Minister of Industry and Trade
- In office 2001–2005
- President: Benjamin Mkapa

Minister of Natural Resources and Tourism
- In office 1995–1996
- President: Benjamin Mkapa
- Succeeded by: Zakia Meghji

Member of the Tanzanian Parliament
- In office 1995–2010
- Succeeded by: Hadji Mponda
- Constituency: Ulanga West

Economic Advisor of the President
- In office 1993–1995
- President: Ali Hassan Mwinyi

Personal details
- Born: 13 August 1941 (age 84)
- Party: CCM
- Alma mater: University of Suchdol (BSc) UDSM (MA) University of East Anglia (PhD)
- Positions: Senior lecturer, SUA (1984-93) Lecturer, UDSM (1976-84)

Military service
- Allegiance: United Rep. of Tanzania
- Branch/service: National Service
- Military camp: Ruvu and Mlale
- Duration: 2 years

= Juma Ngasongwa =

Tanzanian politician

Dr Juma Alifa Ngasongwa (born 13 August 1941 in Ngombo in Ulanga District) is a Tanzanian politician who served as Chama Cha Mapinduzi Member of Parliament for Ulanga Magharibi in the National Assembly of Tanzania.

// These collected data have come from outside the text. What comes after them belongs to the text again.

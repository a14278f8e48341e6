use {
    crate::{error::TwitterApiError, impl_twitter_response_parser},
    schemars::JsonSchema,
    serde::{Deserialize, Serialize},
};

#[derive(Debug, Serialize, Deserialize, JsonSchema)]
pub struct UserResponse {
    #[serde(skip_serializing_if = "Option::is_none")]
    pub data: Option<UserData>,
    #[serde(skip_serializing_if = "Option::is_none")]
    pub errors: Option<Vec<TwitterApiError>>,
}

/// A user account as returned by the v2 user endpoints
#[derive(Debug, Clone, PartialEq, Serialize, Deserialize, JsonSchema, Default)]
pub struct UserData {
    pub id: String,
    pub name: String,
    pub username: String,
    #[serde(skip_serializing_if = "Option::is_none")]
    pub protected: Option<bool>,
    #[serde(skip_serializing_if = "Option::is_none")]
    pub created_at: Option<String>,
    #[serde(skip_serializing_if = "Option::is_none")]
    pub description: Option<String>,
    #[serde(skip_serializing_if = "Option::is_none")]
    pub location: Option<String>,
    #[serde(skip_serializing_if = "Option::is_none")]
    pub pinned_tweet_id: Option<String>,
    #[serde(skip_serializing_if = "Option::is_none")]
    pub profile_image_url: Option<String>,
    #[serde(skip_serializing_if = "Option::is_none")]
    pub public_metrics: Option<UserPublicMetrics>,
    #[serde(skip_serializing_if = "Option::is_none")]
    pub url: Option<String>,
    #[serde(skip_serializing_if = "Option::is_none")]
    pub verified: Option<bool>,
    #[serde(skip_serializing_if = "Option::is_none")]
    pub verified_type: Option<VerifiedType>,
}

#[derive(Debug, Clone, PartialEq, Serialize, Deserialize, JsonSchema)]
pub struct UserPublicMetrics {
    pub followers_count: i64,
    pub following_count: i64,
    pub listed_count: i64,
    pub tweet_count: i64,
    #[serde(skip_serializing_if = "Option::is_none")]
    pub like_count: Option<i64>,
}

#[derive(Debug, Clone, PartialEq, Serialize, Deserialize, JsonSchema)]
#[serde(rename_all = "lowercase")]
pub enum VerifiedType {
    Blue,
    Business,
    Government,
    None,
}

#[derive(Debug, Deserialize)]
pub struct FollowUserResponse {
    #[serde(default)]
    pub data: Option<FollowStatus>,
    #[serde(default)]
    pub errors: Option<Vec<TwitterApiError>>,
}

/// Outcome of a follow request
#[derive(Debug, Clone, PartialEq, Serialize, Deserialize, JsonSchema)]
pub struct FollowStatus {
    /// Whether the target is now followed
    pub following: bool,
    /// True when the target is protected and has to approve the request
    #[serde(default)]
    pub pending_follow: bool,
}

#[derive(Debug, Deserialize)]
pub struct UnfollowUserResponse {
    #[serde(default)]
    pub data: Option<UnfollowStatus>,
    #[serde(default)]
    pub errors: Option<Vec<TwitterApiError>>,
}

#[derive(Debug, Clone, PartialEq, Serialize, Deserialize, JsonSchema)]
pub struct UnfollowStatus {
    /// False once the target is no longer followed
    pub following: bool,
}

impl_twitter_response_parser!(UserResponse, UserData);
impl_twitter_response_parser!(FollowUserResponse, FollowStatus);
impl_twitter_response_parser!(UnfollowUserResponse, UnfollowStatus);
//! Chunked media upload through `/2/media/upload`.

pub mod data_uri;
pub mod models;

use {
    crate::{
        error::{TwitterErrorKind, TwitterErrorResponse},
        twitter_client::{Query, TwitterApiParsedResponse, TwitterClient},
    },
    data_uri::DecodedMedia,
    log::debug,
    models::{EmptyResponse, MediaUploadData, MediaUploadResponse, ProcessingState},
    reqwest::multipart::{Form, Part},
    std::time::Duration,
};

pub const MEDIA_UPLOAD_ENDPOINT: &str = "2/media/upload";

/// Largest APPEND segment the API accepts
pub const MAX_CHUNK_SIZE: usize = 5 * 1024 * 1024;
const MAX_SEGMENTS: usize = 999;
const MAX_STATUS_CHECKS: u32 = 20;
const DEFAULT_CHECK_AFTER_SECS: u64 = 2;

impl TwitterClient {
    /// Uploads `media` with INIT, APPEND and FINALIZE and returns the finalized media.
    ///
    /// When FINALIZE reports asynchronous processing the STATUS endpoint is polled until
    /// it settles.
    pub async fn upload_media(
        &self,
        media: &DecodedMedia,
    ) -> Result<MediaUploadData, TwitterErrorResponse> {
        let total_bytes = media.bytes.len();
        let segments = total_bytes.div_ceil(MAX_CHUNK_SIZE);
        if segments == 0 || segments > MAX_SEGMENTS {
            return Err(TwitterErrorResponse::new(
                TwitterErrorKind::Validation,
                format!(
                    "Media of {total_bytes} bytes needs {segments} segments, allowed range is 1 to {MAX_SEGMENTS}"
                ),
            ));
        }

        let media_id = self.init_upload(media).await?.id;
        debug!("media {} initialized, {} segment(s)", media_id, segments);

        for (segment_index, chunk) in media.bytes.chunks(MAX_CHUNK_SIZE).enumerate() {
            self.append_chunk(&media_id, chunk, segment_index).await?;
        }

        let finalized = self.finalize_upload(&media_id).await?;

        match finalized.processing_info.as_ref().map(|info| info.state) {
            None | Some(ProcessingState::Succeeded) => Ok(finalized),
            Some(ProcessingState::Failed) => Err(processing_failed(&media_id)),
            Some(_) => self.wait_for_processing(&finalized).await,
        }
    }

    async fn init_upload(
        &self,
        media: &DecodedMedia,
    ) -> Result<MediaUploadData, TwitterErrorResponse> {
        let form = Form::new()
            .text("command", "INIT")
            .text("total_bytes", media.bytes.len().to_string())
            .text("media_type", media.media_type.to_string())
            .text("media_category", media.media_type.category().to_string());

        self.post_form::<MediaUploadResponse>(MEDIA_UPLOAD_ENDPOINT, form)
            .await?
            .parse_twitter_response()
    }

    async fn append_chunk(
        &self,
        media_id: &str,
        chunk: &[u8],
        segment_index: usize,
    ) -> Result<(), TwitterErrorResponse> {
        let part = Part::bytes(chunk.to_vec()).file_name("media.bin");

        let form = Form::new()
            .text("command", "APPEND")
            .text("media_id", media_id.to_string())
            .text("segment_index", segment_index.to_string())
            .part("media", part);

        self.post_form::<EmptyResponse>(MEDIA_UPLOAD_ENDPOINT, form)
            .await
            .map(|_| ())
    }

    async fn finalize_upload(
        &self,
        media_id: &str,
    ) -> Result<MediaUploadData, TwitterErrorResponse> {
        let form = Form::new()
            .text("command", "FINALIZE")
            .text("media_id", media_id.to_string());

        self.post_form::<MediaUploadResponse>(MEDIA_UPLOAD_ENDPOINT, form)
            .await?
            .parse_twitter_response()
    }

    async fn wait_for_processing(
        &self,
        finalized: &MediaUploadData,
    ) -> Result<MediaUploadData, TwitterErrorResponse> {
        let mut wait = finalized
            .processing_info
            .as_ref()
            .and_then(|info| info.check_after_secs)
            .unwrap_or(DEFAULT_CHECK_AFTER_SECS);

        for _ in 0..MAX_STATUS_CHECKS {
            tokio::time::sleep(Duration::from_secs(wait)).await;

            let query = Query::from([
                ("command", "STATUS".to_string()),
                ("media_id", finalized.id.clone()),
            ]);
            let status = self
                .get::<MediaUploadResponse>(MEDIA_UPLOAD_ENDPOINT, query)
                .await?
                .parse_twitter_response()?;

            let Some(info) = &status.processing_info else {
                return Ok(status);
            };

            match info.state {
                ProcessingState::Succeeded => return Ok(status),
                ProcessingState::Failed => return Err(processing_failed(&status.id)),
                ProcessingState::InProgress | ProcessingState::Pending => {
                    wait = info.check_after_secs.unwrap_or(DEFAULT_CHECK_AFTER_SECS);
                }
            }
        }

        Err(TwitterErrorResponse::new(
            TwitterErrorKind::Timeout,
            format!("Media {} processing did not finish", finalized.id),
        ))
    }
}

fn processing_failed(media_id: &str) -> TwitterErrorResponse {
    TwitterErrorResponse::new(
        TwitterErrorKind::Api,
        format!("Media {media_id} processing failed"),
    )
}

Ngasongwa grew up in Biro in Malinyi a ward of Ulanga district in Tanzania, and graduated from the University of Suchdol, Prague, Czechoslovakia, in 1967 with a Bachelor of Science degree. He later earned a master's degree from the University of Dar es Salaam in 1980, before completing a PhD at the University of East Anglia, England, in 1988. His PhD was entitled "Evaluation of externally funded regional integrated development programmes (RIDEPs) in Tanzania case studies of Kigoma, Tanga and Iringa regions". He worked as a lecturer at the University of Dar es Salaam (1976–1984) and as a senior lecturer at Sokoine University of Agriculture (1984–1993). He was economic advisor to President Ali Hassan Mwinyi (1993–1995). He served as Minister for Natural Resources and Tourism (1995–1996), Minister for Industry and Trade (2001–2005), and was Minister for Planning, Economy and Empowerment from 2006 to 2008.